| Task statement |
In full and without change, transcribe the records below.

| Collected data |
use chrono::NaiveDate;
use uuid::Uuid;

use crate::domain::custom_habit::CustomHabit;
use crate::domain::data_set::DataSetName;
use crate::domain::user::UserId;
use crate::error::DomainError;
use crate::services::sync_channel::{SyncBinding, SyncChannel};

/// Date-ranged habits such as 30-day challenges.
pub struct CustomHabits {
    habits: SyncBinding<Vec<CustomHabit>>,
}

impl CustomHabits {
    pub fn new(channel: &SyncChannel, user: Option<UserId>) -> Self {
        Self {
            habits: channel.bind(user, DataSetName::builtin(DataSetName::CUSTOM_HABITS), Vec::new()),
        }
    }

    pub fn set_user(&self, user: Option<UserId>) {
        self.habits.set_user(user);
    }

    pub fn loading(&self) -> bool {
        self.habits.loading()
    }

    pub fn all(&self) -> Vec<CustomHabit> {
        self.habits.value()
    }

    pub fn active_on(&self, date: NaiveDate) -> Vec<CustomHabit> {
        self.habits.value().into_iter().filter(|h| h.covers(date)).collect()
    }

    pub fn add(&self, name: impl Into<String>, start_date: NaiveDate, end_date: NaiveDate) -> Result<CustomHabit, DomainError> {
        if self.habits.user().is_none() {
            return Err(DomainError::SignedOut);
        }
        let habit = CustomHabit::new(name, start_date, end_date)?;
        let added = habit.clone();
        self.habits.update(move |habits| {
            let mut next = habits.clone();
            next.push(added);
            next
        });
        Ok(habit)
    }

    pub fn remove(&self, id: Uuid) -> Result<(), DomainError> {
        self.find(id)?;
        self.habits
            .update(|habits| habits.iter().filter(|h| h.id != id).cloned().collect());
        Ok(())
    }

    /// Flips completion of `date`; the date must lie within the habit's
    /// range.
    pub fn toggle(&self, id: Uuid, date: NaiveDate) -> Result<bool, DomainError> {
        // Validate against a copy first so errors leave the binding alone.
        let completed = self.find(id)?.toggle(date)?;
        self.habits.update(|habits| {
            let mut next = habits.clone();
            if let Some(habit) = next.iter_mut().find(|h| h.id == id) {
                let _ = habit.toggle(date);
            }
            next
        });
        Ok(completed)
    }

    fn find(&self, id: Uuid) -> Result<CustomHabit, DomainError> {
        if self.habits.user().is_none() {
            return Err(DomainError::SignedOut);
        }
        self.habits
            .value()
            .into_iter()
            .find(|h| h.id == id)
            .ok_or(DomainError::HabitNotFound { id })
    }
}
pub mod custom_habit;
pub mod daily_task;
pub mod data_set;
pub mod focus_session;
pub mod habit;
pub mod settings;
pub mod user;
use parking_lot::Mutex;
use std::collections::HashMap;
use std::sync::Arc;
use std::time::Duration;
use tokio::time::Instant;
use tracing::{debug, info, warn};

use crate::domain::data_set::DataSetName;

#[derive(Debug, Clone, Copy, PartialEq, Eq)]
pub struct GovernorPolicy {
    /// Writes admitted per data set within one window
    pub max_writes: u32,
    pub window: Duration,
}

impl Default for GovernorPolicy {
    fn default() -> Self {
        Self {
            max_writes: 20,
            window: Duration::from_secs(60),
        }
    }
}

#[derive(Debug, Clone, Copy, PartialEq, Eq)]
pub enum BreakerState {
    Normal,
    Tripped,
}

#[derive(Debug, Clone, Copy, PartialEq, Eq)]
pub struct GovernorStatus {
    pub writes_in_window: u32,
    pub window_started_at: Instant,
    pub state: BreakerState,
}

/// Circuit breaker bounding remote writes per data-set name.
///
/// One governor is shared by every binding in the process. Counters are
/// keyed by data-set name only, so all users writing `habits` draw from the
/// same budget, and nothing is reset on sign-out. Windows are fixed, opened
/// by the first attempt seen for a name.
#[derive(Clone)]
pub struct WriteGovernor {
    policy: GovernorPolicy,
    windows: Arc<Mutex<HashMap<DataSetName, GovernorStatus>>>,
}

impl WriteGovernor {
    pub fn new(policy: GovernorPolicy) -> Self {
        Self {
            policy,
            windows: Arc::new(Mutex::new(HashMap::new())),
        }
    }

    pub fn policy(&self) -> GovernorPolicy {
        self.policy
    }

    /// Asks to perform one write for `data_set`; `false` means the write
    /// must be dropped.
    pub fn attempt_write(&self, data_set: &DataSetName) -> bool {
        self.attempt_write_at(data_set, Instant::now())
    }

    pub fn attempt_write_at(&self, data_set: &DataSetName, now: Instant) -> bool {
        let mut windows = self.windows.lock();
        let status = windows.entry(data_set.clone()).or_insert(GovernorStatus {
            writes_in_window: 0,
            window_started_at: now,
            state: BreakerState::Normal,
        });

        if now.saturating_duration_since(status.window_started_at) >= self.policy.window {
            if status.state == BreakerState::Tripped {
                info!(data_set = %data_set, "Write circuit breaker reset");
            }
            *status = GovernorStatus {
                writes_in_window: 0,
                window_started_at: now,
                state: BreakerState::Normal,
            };
        }

        match status.state {
            BreakerState::Tripped => {
                debug!(data_set = %data_set, "Write refused, circuit breaker open");
                false
            }
            BreakerState::Normal if status.writes_in_window >= self.policy.max_writes => {
                status.state = BreakerState::Tripped;
                warn!(
                    data_set = %data_set,
                    max_writes = self.policy.max_writes,
                    window_secs = self.policy.window.as_secs(),
                    "Write circuit breaker tripped"
                );
                false
            }
            BreakerState::Normal => {
                status.writes_in_window += 1;
                true
            }
        }
    }

    pub fn status(&self, data_set: &DataSetName) -> Option<GovernorStatus> {
        self.windows.lock().get(data_set).copied()
    }

    /// Forgets every window. Only meant for tests.
    pub fn reset(&self) {
        self.windows.lock().clear();
    }
}

impl Default for WriteGovernor {
    fn default() -> Self {
        Self::new(GovernorPolicy::default())
    }
}
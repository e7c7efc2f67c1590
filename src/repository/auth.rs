use async_trait::async_trait;
use tokio::sync::watch;
use tracing::info;

use crate::domain::user::{AuthState, AuthUser};
use crate::error::AuthError;

/// Source of the signed-in identity. Changes are observed through
/// [`AuthProvider::watch`].
#[async_trait]
pub trait AuthProvider: Send + Sync {
    fn current(&self) -> AuthState;

    fn watch(&self) -> watch::Receiver<AuthState>;

    async fn sign_in_with_google(&self) -> Result<AuthUser, AuthError>;

    async fn sign_out(&self) -> Result<(), AuthError>;
}

/// Auth provider for offline use and tests: signing in always yields the
/// configured profile.
pub struct LocalAuthProvider {
    state: watch::Sender<AuthState>,
    profile: AuthUser,
}

impl LocalAuthProvider {
    /// Starts in the resolving state, like a provider still restoring a
    /// persisted session.
    pub fn new(profile: AuthUser) -> Self {
        let (state, _) = watch::channel(AuthState {
            user: None,
            loading: true,
        });
        Self { state, profile }
    }

    /// Ends initial resolution with the restored session, if any.
    pub fn resolve(&self, restored: Option<AuthUser>) {
        self.state.send_replace(AuthState {
            user: restored,
            loading: false,
        });
    }
}

#[async_trait]
impl AuthProvider for LocalAuthProvider {
    fn current(&self) -> AuthState {
        self.state.borrow().clone()
    }

    fn watch(&self) -> watch::Receiver<AuthState> {
        self.state.subscribe()
    }

    async fn sign_in_with_google(&self) -> Result<AuthUser, AuthError> {
        info!(uid = %self.profile.uid, "Signed in");
        self.state.send_replace(AuthState {
            user: Some(self.profile.clone()),
            loading: false,
        });
        Ok(self.profile.clone())
    }

    async fn sign_out(&self) -> Result<(), AuthError> {
        if let Some(user) = self.state.borrow().user.as_ref() {
            info!(uid = %user.uid, "Signed out");
        }
        self.state.send_replace(AuthState {
            user: None,
            loading: false,
        });
        Ok(())
    }
}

| Written answer |
use chrono::NaiveDate;
use uuid::Uuid;

use crate::domain::custom_habit::CustomHabit;
use crate::domain::data_set::DataSetName;
use crate::domain::user::UserId;
use crate::error::DomainError;
use crate::services::sync_channel::{SyncBinding, SyncChannel};

/// Date-ranged habits such as 30-day challenges.
pub struct CustomHabits {
    habits: SyncBinding<Vec<CustomHabit>>,
}

impl CustomHabits {
    pub fn new(channel: &SyncChannel, user: Option<UserId>) -> Self {
        Self {
            habits: channel.bind(user, DataSetName::builtin(DataSetName::CUSTOM_HABITS), Vec::new()),
        }
    }

    pub fn set_user(&self, user: Option<UserId>) {
        self.habits.set_user(user);
    }

    pub fn loading(&self) -> bool {
        self.habits.loading()
    }

    pub fn all(&self) -> Vec<CustomHabit> {
        self.habits.value()
    }

    pub fn active_on(&self, date: NaiveDate) -> Vec<CustomHabit> {
        self.habits.value().into_iter().filter(|h| h.covers(date)).collect()
    }

    pub fn add(&self, name: impl Into<String>, start_date: NaiveDate, end_date: NaiveDate) -> Result<CustomHabit, DomainError> {
        if self.habits.user().is_none() {
            return Err(DomainError::SignedOut);
        }
        let habit = CustomHabit::new(name, start_date, end_date)?;
        let added = habit.clone();
        self.habits.update(move |habits| {
            let mut next = habits.clone();
            next.push(added);
            next
        });
        Ok(habit)
    }

    pub fn remove(&self, id: Uuid) -> Result<(), DomainError> {
        self.find(id)?;
        self.habits
            .update(|habits| habits.iter().filter(|h| h.id != id).cloned().collect());
        Ok(())
    }

    /// Flips completion of `date`; the date must lie within the habit's
    /// range.
    pub fn toggle(&self, id: Uuid, date: NaiveDate) -> Result<bool, DomainError> {
        // Validate against a copy first so errors leave the binding alone.
        let completed = self.find(id)?.toggle(date)?;
        self.habits.update(|habits| {
            let mut next = habits.clone();
            if let Some(habit) = next.iter_mut().find(|h| h.id == id) {
                let _ = habit.toggle(date);
            }
            next
        });
        Ok(completed)
    }

    fn find(&self, id: Uuid) -> Result<CustomHabit, DomainError> {
        if self.habits.user().is_none() {
            return Err(DomainError::SignedOut);
        }
        self.habits
            .value()
            .into_iter()
            .find(|h| h.id == id)
            .ok_or(DomainError::HabitNotFound { id })
    }
}
pub mod custom_habit;
pub mod daily_task;
pub mod data_set;
pub mod focus_session;
pub mod habit;
pub mod settings;
pub mod user;
use parking_lot::Mutex;
use std::collections::HashMap;
use std::sync::Arc;
use std::time::Duration;
use tokio::time::Instant;
use tracing::{debug, info, warn};

use crate::domain::data_set::DataSetName;

#[derive(Debug, Clone, Copy, PartialEq, Eq)]
pub struct GovernorPolicy {
    /// Writes admitted per data set within one window
    pub max_writes: u32,
    pub window: Duration,
}

impl Default for GovernorPolicy {
    fn default() -> Self {
        Self {
            max_writes: 20,
            window: Duration::from_secs(60),
        }
    }
}

#[derive(Debug, Clone, Copy, PartialEq, Eq)]
pub enum BreakerState {
    Normal,
    Tripped,
}

#[derive(Debug, Clone, Copy, PartialEq, Eq)]
pub struct GovernorStatus {
    pub writes_in_window: u32,
    pub window_started_at: Instant,
    pub state: BreakerState,
}

/// Circuit breaker bounding remote writes per data-set name.
///
/// One governor is shared by every binding in the process. Counters are
/// keyed by data-set name only, so all users writing `habits` draw from the
/// same budget, and nothing is reset on sign-out. Windows are fixed, opened
/// by the first attempt seen for a name.
#[derive(Clone)]
pub struct WriteGovernor {
    policy: GovernorPolicy,
    windows: Arc<Mutex<HashMap<DataSetName, GovernorStatus>>>,
}

impl WriteGovernor {
    pub fn new(policy: GovernorPolicy) -> Self {
        Self {
            policy,
            windows: Arc::new(Mutex::new(HashMap::new())),
        }
    }

    pub fn policy(&self) -> GovernorPolicy {
        self.policy
    }

    /// Asks to perform one write for `data_set`; `false` means the write
    /// must be dropped.
    pub fn attempt_write(&self, data_set: &DataSetName) -> bool {
        self.attempt_write_at(data_set, Instant::now())
    }

    pub fn attempt_write_at(&self, data_set: &DataSetName, now: Instant) -> bool {
        let mut windows = self.windows.lock();
        let status = windows.entry(data_set.clone()).or_insert(GovernorStatus {
            writes_in_window: 0,
            window_started_at: now,
            state: BreakerState::Normal,
        });

        if now.saturating_duration_since(status.window_started_at) >= self.policy.window {
            if status.state == BreakerState::Tripped {
                info!(data_set = %data_set, "Write circuit breaker reset");
            }
            *status = GovernorStatus {
                writes_in_window: 0,
                window_started_at: now,
                state: BreakerState::Normal,
            };
        }

        match status.state {
            BreakerState::Tripped => {
                debug!(data_set = %data_set, "Write refused, circuit breaker open");
                false
            }
            BreakerState::Normal if status.writes_in_window >= self.policy.max_writes => {
                status.state = BreakerState::Tripped;
                warn!(
                    data_set = %data_set,
                    max_writes = self.policy.max_writes,
                    window_secs = self.policy.window.as_secs(),
                    "Write circuit breaker tripped"
                );
                false
            }
            BreakerState::Normal => {
                status.writes_in_window += 1;
                true
            }
        }
    }

    pub fn status(&self, data_set: &DataSetName) -> Option<GovernorStatus> {
        self.windows.lock().get(data_set).copied()
    }

    /// Forgets every window. Only meant for tests.
    pub fn reset(&self) {
        self.windows.lock().clear();
    }
}

impl Default for WriteGovernor {
    fn default() -> Self {
        Self::new(GovernorPolicy::default())
    }
}
repository e7c7efc2f67c1590
filename src/repository/auth.rs
use async_trait::async_trait;
use tokio::sync::watch;
use tracing::info;

use crate::domain::user::{AuthState, AuthUser};
use crate::error::AuthError;

/// Source of the signed-in identity. Changes are observed through
/// [`AuthProvider::watch`].
#[async_trait]
pub trait AuthProvider: Send + Sync {
    fn current(&self) -> AuthState;

    fn watch(&self) -> watch::Receiver<AuthState>;

    async fn sign_in_with_google(&self) -> Result<AuthUser, AuthError>;

    async fn sign_out(&self) -> Result<(), AuthError>;
}

/// Auth provider for offline use and tests: signing in always yields the
/// configured profile.
pub struct LocalAuthProvider {
    state: watch::Sender<AuthState>,
    profile: AuthUser,
}

impl LocalAuthProvider {
    /// Starts in the resolving state, like a provider still restoring a
    /// persisted session.
    pub fn new(profile: AuthUser) -> Self {
        let (state, _) = watch::channel(AuthState {
            user: None,
            loading: true,
        });
        Self { state, profile }
    }

    /// Ends initial resolution with the restored session, if any.
    pub fn resolve(&self, restored: Option<AuthUser>) {
        self.state.send_replace(AuthState {
            user: restored,
            loading: false,
        });
    }
}

#[async_trait]
impl AuthProvider for LocalAuthProvider {
    fn current(&self) -> AuthState {
        self.state.borrow().clone()
    }

    fn watch(&self) -> watch::Receiver<AuthState> {
        self.state.subscribe()
    }

    async fn sign_in_with_google(&self) -> Result<AuthUser, AuthError> {
        info!(uid = %self.profile.uid, "Signed in");
        self.state.send_replace(AuthState {
            user: Some(self.profile.clone()),
            loading: false,
        });
        Ok(self.profile.clone())
    }

    async fn sign_out(&self) -> Result<(), AuthError> {
        if let Some(user) = self.state.borrow().user.as_ref() {
            info!(uid = %user.uid, "Signed out");
        }
        self.state.send_replace(AuthState {
            user: None,
            loading: false,
        });
        Ok(())
    }
}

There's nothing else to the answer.